Hoje, o Bolsa Família paga R$ 48, em média, por pessoa. O estudo tem quatro propostas, aumentando esse valor para:

  1. R$ 125 mensais, para os 30% mais pobres
  2. R$ 150 mensais, para os 30% mais pobres
  3. R$ 125 mensais, para os 50% mais pobres, com o fim do abono salarial, seguro-defeso e salário família
  4. R$ 125 mensais, para os 50% mais pobres

Todas essas propostas seriam financiadas com aumento do IR (Imposto de Renda) para os 20% mais ricos da população.

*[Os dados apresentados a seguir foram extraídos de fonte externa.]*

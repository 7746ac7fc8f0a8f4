//! Error types for the record/replay harness.

use crate::matcher::MatchDiff;
use crate::model::{TransportError, TransportErrorKind};
use thiserror::Error;

/// Result type alias using our error type.
pub type Result<T> = std::result::Result<T, Error>;

/// Main error type for the harness.
///
/// Every variant except [`Error::Transport`] is a harness verdict and should
/// surface as a test failure. None of them are retried.
#[derive(Error, Debug)]
pub enum Error {
    /// Replay requested but nothing was recorded under this name.
    #[error(
        "Session not found: {name} (looked in {path}); run the test in record mode first"
    )]
    SessionNotFound { name: String, path: String },

    /// A stored session failed to decode. Never partially used.
    #[error("Corrupt session {name}: {}{reason}", index_prefix(.index))]
    CorruptSession {
        name: String,
        index: Option<usize>,
        reason: String,
    },

    /// More calls were made than were recorded.
    #[error("Unexpected call #{index} (session {session} has {recorded} interactions): {request}")]
    UnexpectedCall {
        session: String,
        index: usize,
        recorded: usize,
        request: String,
    },

    /// Fewer calls were made than were recorded.
    #[error("Unconsumed interactions in session {session}: consumed {consumed} of {total}")]
    UnconsumedInteractions {
        session: String,
        consumed: usize,
        total: usize,
    },

    /// A call diverged from the recorded call at the same position.
    #[error("Interaction mismatch in session {session} at interaction {index}: {diff}")]
    InteractionMismatch {
        session: String,
        index: usize,
        diff: Box<MatchDiff>,
    },

    /// Record mode selected without the inputs recording depends on.
    #[error("Missing record preconditions for session {session}: {message}")]
    MissingPreconditions { session: String, message: String },

    /// Outcome of the wrapped transport, live or replayed.
    #[error("Transport error: {0}")]
    Transport(TransportError),

    /// Configuration errors
    #[error("Configuration error: {0}")]
    Config(String),

    /// IO errors
    #[error("IO error: {0}")]
    Io(#[from] Box<std::io::Error>),

    /// JSON errors
    #[error("JSON error: {0}")]
    Json(#[from] Box<serde_json::Error>),
}

impl Error {
    /// Create a configuration error.
    pub fn config(message: impl Into<String>) -> Self {
        Self::Config(message.into())
    }

    /// Create a corrupt-session error for the whole file.
    pub fn corrupt(name: impl Into<String>, reason: impl Into<String>) -> Self {
        Self::CorruptSession {
            name: name.into(),
            index: None,
            reason: reason.into(),
        }
    }

    /// Create a corrupt-session error naming the offending interaction.
    pub fn corrupt_at(name: impl Into<String>, index: usize, reason: impl Into<String>) -> Self {
        Self::CorruptSession {
            name: name.into(),
            index: Some(index),
            reason: reason.into(),
        }
    }

    /// Create a missing-preconditions error.
    pub fn missing_preconditions(session: impl Into<String>, message: impl Into<String>) -> Self {
        Self::MissingPreconditions {
            session: session.into(),
            message: message.into(),
        }
    }

    /// True for the call-count and call-content verdicts the replayer issues.
    pub const fn is_replay_divergence(&self) -> bool {
        matches!(
            self,
            Self::UnexpectedCall { .. }
                | Self::UnconsumedInteractions { .. }
                | Self::InteractionMismatch { .. }
        )
    }
}

impl Error {
    /// The form a failed call takes once recorded: transport errors as-is,
    /// anything else as [`TransportErrorKind::Other`] carrying its message.
    pub fn into_transport_error(self) -> TransportError {
        match self {
            Self::Transport(err) => err,
            other => TransportError::new(TransportErrorKind::Other, other.to_string()),
        }
    }
}

fn index_prefix(index: &Option<usize>) -> String {
    index.map(|i| format!("interaction {i}: ")).unwrap_or_default()
}

impl From<TransportError> for Error {
    fn from(value: TransportError) -> Self {
        Self::Transport(value)
    }
}

impl From<std::io::Error> for Error {
    fn from(value: std::io::Error) -> Self {
        Self::Io(Box::new(value))
    }
}

impl From<serde_json::Error> for Error {
    fn from(value: serde_json::Error) -> Self {
        Self::Json(Box::new(value))
    }
}
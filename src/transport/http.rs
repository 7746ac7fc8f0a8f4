//! [`Transport`] over a caller-configured `reqwest::Client`.
//!
//! Credentials, TLS, proxies and timeouts all belong to the client the
//! caller builds; this adapter only moves bytes.

use super::Transport;
use crate::error::{Error, Result};
use crate::model::{RequestRecord, ResponseRecord, TransportError, TransportErrorKind};
use async_trait::async_trait;
use tracing::debug;

#[derive(Debug, Clone)]
pub struct HttpTransport {
    client: reqwest::Client,
}

impl HttpTransport {
    pub const fn new(client: reqwest::Client) -> Self {
        Self { client }
    }
}

#[async_trait]
impl Transport for HttpTransport {
    async fn send(&self, request: RequestRecord) -> Result<ResponseRecord> {
        let method = reqwest::Method::from_bytes(request.method.as_bytes()).map_err(|e| {
            TransportError::new(
                TransportErrorKind::Protocol,
                format!("invalid method {:?}: {e}", request.method),
            )
        })?;
        debug!(request = %request.debug_key(), "HTTP transport: sending request");

        let mut builder = self.client.request(method, &request.target);
        for (name, value) in &request.headers {
            builder = builder.header(name, value);
        }
        if !request.body.is_empty() {
            builder = builder.body(request.body);
        }

        let response = builder.send().await.map_err(classify)?;
        let status = response.status().as_u16();
        // Non-UTF-8 header values are kept lossily.
        let headers = response
            .headers()
            .iter()
            .map(|(name, value)| {
                (
                    name.as_str().to_string(),
                    String::from_utf8_lossy(value.as_bytes()).into_owned(),
                )
            })
            .collect();
        let body = response.bytes().await.map_err(classify)?.to_vec();

        Ok(ResponseRecord {
            status,
            headers,
            body,
        })
    }
}

fn classify(err: reqwest::Error) -> Error {
    let kind = if err.is_timeout() {
        TransportErrorKind::Timeout
    } else if err.is_connect() {
        TransportErrorKind::Connect
    } else if err.is_builder() || err.is_decode() || err.is_body() {
        TransportErrorKind::Protocol
    } else {
        TransportErrorKind::Other
    };
    Error::Transport(TransportError::new(kind, err.to_string()))
}
//! Test logging with an auto-dump on failure.
//!
//! Entries carry the elapsed time since the test started, a level, a
//! category and optional key/value context:
//!
//! ```text
//! [   0.001s] INFO  [setup]  Recording session
//!            session = list-items
//! ```

#![allow(dead_code)]

use std::fmt::Write as _;
use std::path::Path;
use std::sync::{Mutex, OnceLock};
use std::time::{Duration, Instant};

#[derive(Debug, Clone, Copy, PartialEq, Eq, PartialOrd, Ord)]
pub enum LogLevel {
    Debug,
    Info,
    Warn,
    Error,
}

impl LogLevel {
    const fn label(self) -> &'static str {
        match self {
            Self::Debug => "DEBUG",
            Self::Info => "INFO ",
            Self::Warn => "WARN ",
            Self::Error => "ERROR",
        }
    }
}

#[derive(Debug, Clone)]
pub struct LogEntry {
    pub elapsed: Duration,
    pub level: LogLevel,
    pub category: String,
    pub message: String,
    pub context: Vec<(String, String)>,
}

impl LogEntry {
    pub fn format(&self) -> String {
        let mut out = format!(
            "[{:>8.3}s] {} [{}] {}\n",
            self.elapsed.as_secs_f64(),
            self.level.label(),
            self.category,
            self.message
        );
        for (key, value) in &self.context {
            let _ = writeln!(out, "           {key} = {value}");
        }
        out
    }
}

pub struct TestLogger {
    start: Instant,
    min_level: LogLevel,
    entries: Mutex<Vec<LogEntry>>,
}

impl Default for TestLogger {
    fn default() -> Self {
        Self::new()
    }
}

impl TestLogger {
    pub fn new() -> Self {
        Self::with_min_level(LogLevel::Debug)
    }

    pub fn with_min_level(min_level: LogLevel) -> Self {
        Self {
            start: Instant::now(),
            min_level,
            entries: Mutex::new(Vec::new()),
        }
    }

    pub fn log(&self, level: LogLevel, category: &str, message: impl Into<String>) {
        self.with_context(level, category, message, |_| {});
    }

    pub fn debug(&self, category: &str, message: impl Into<String>) {
        self.log(LogLevel::Debug, category, message);
    }

    pub fn info(&self, category: &str, message: impl Into<String>) {
        self.log(LogLevel::Info, category, message);
    }

    pub fn warn(&self, category: &str, message: impl Into<String>) {
        self.log(LogLevel::Warn, category, message);
    }

    pub fn with_context<F>(&self, level: LogLevel, category: &str, message: impl Into<String>, f: F)
    where
        F: FnOnce(&mut Vec<(String, String)>),
    {
        if level < self.min_level {
            return;
        }
        let mut context = Vec::new();
        f(&mut context);
        let entry = LogEntry {
            elapsed: self.start.elapsed(),
            level,
            category: category.to_string(),
            message: message.into(),
            context,
        };
        self.entries
            .lock()
            .unwrap_or_else(std::sync::PoisonError::into_inner)
            .push(entry);
    }

    pub fn info_ctx<F>(&self, category: &str, message: impl Into<String>, f: F)
    where
        F: FnOnce(&mut Vec<(String, String)>),
    {
        self.with_context(LogLevel::Info, category, message, f);
    }

    pub fn elapsed(&self) -> Duration {
        self.start.elapsed()
    }

    pub fn entries(&self) -> Vec<LogEntry> {
        self.entries
            .lock()
            .unwrap_or_else(std::sync::PoisonError::into_inner)
            .clone()
    }

    pub fn dump(&self) -> String {
        self.entries().iter().map(LogEntry::format).collect()
    }

    pub fn write_dump_to_path(&self, path: impl AsRef<Path>) -> std::io::Result<()> {
        std::fs::write(path, self.dump())
    }
}

/// Routes the library's `tracing` output through the test writer, once per
/// test binary. Filter with `RUST_LOG`.
pub fn init_tracing() {
    static INIT: OnceLock<()> = OnceLock::new();
    INIT.get_or_init(|| {
        let _ = tracing_subscriber::fmt()
            .with_env_filter(tracing_subscriber::EnvFilter::from_default_env())
            .with_target(false)
            .with_test_writer()
            .try_init();
    });
}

O estudo divide esses 20% mais ricos em quatro grupos:

  • 1% mais rico (renda média tributável de R$ 20.938 por mês)
  • 4% seguintes (renda média tributável de R$ 7.368 por mês)
  • 5% logo abaixo (renda média tributável de R$ 3.869 por mês)
  • 10% que completam o grupo (renda média tributável de R$ 2.424 por mês)

Quanto maior a renda, maior seria a contribuição proporcional no IR para financiar a expansão do Bolsa Família. Essa regra já existe, mas a distribuição das alíquotas é considerada insuficiente.

Fim de deduções do IR

Rodrigo Toneto, economista que participou do estudo, afirma que não seria necessário aumentar a alíquota do IR, mas sim acabar com deduções de gastos como plano de saúde e escola particular. O ministro Paulo Guedes (Economia) apoia o fim das isenções.

Na primeira proposta, a mais tímida formulada pelos pesquisadores, o 1% mais rico pagaria 10% a mais no IR. Com isso, o índice de Gini cairia para 0,526 —uma redução de 5,6%.

Já na quarta proposta, a de maior impacto na desigualdade social, o 1% mais rico pagaria 15% a mais de IR, reduzindo o índice de Gini para 0,508 (-8,8%). Nesse patamar, o Brasil alcançaria um índice de desigualdade próximo ao da Colômbia (0,504), segundo os pesquisadores.

Nas quatro propostas do estudo, a contribuição extra por parte do grupo com renda média de R$ 2.424 não chegaria a 3%.

Revisão do teto de gastos

O estudo reconhece que as quatro propostas são inviáveis se for mantido o teto de gastos. Por causa da lei, mesmo que o governo suba imposto dos mais ricos, não poderá aumentar as despesas. Por isso, os pesquisadores defendem revisar a lei.

"Não queremos centrar nossa discussão no fim do teto, mas compreende-se que um programa de transferência de renda com nitidez no enfrentamento da desigualdade social necessita de uma revisão da regra", afirmou Toneto.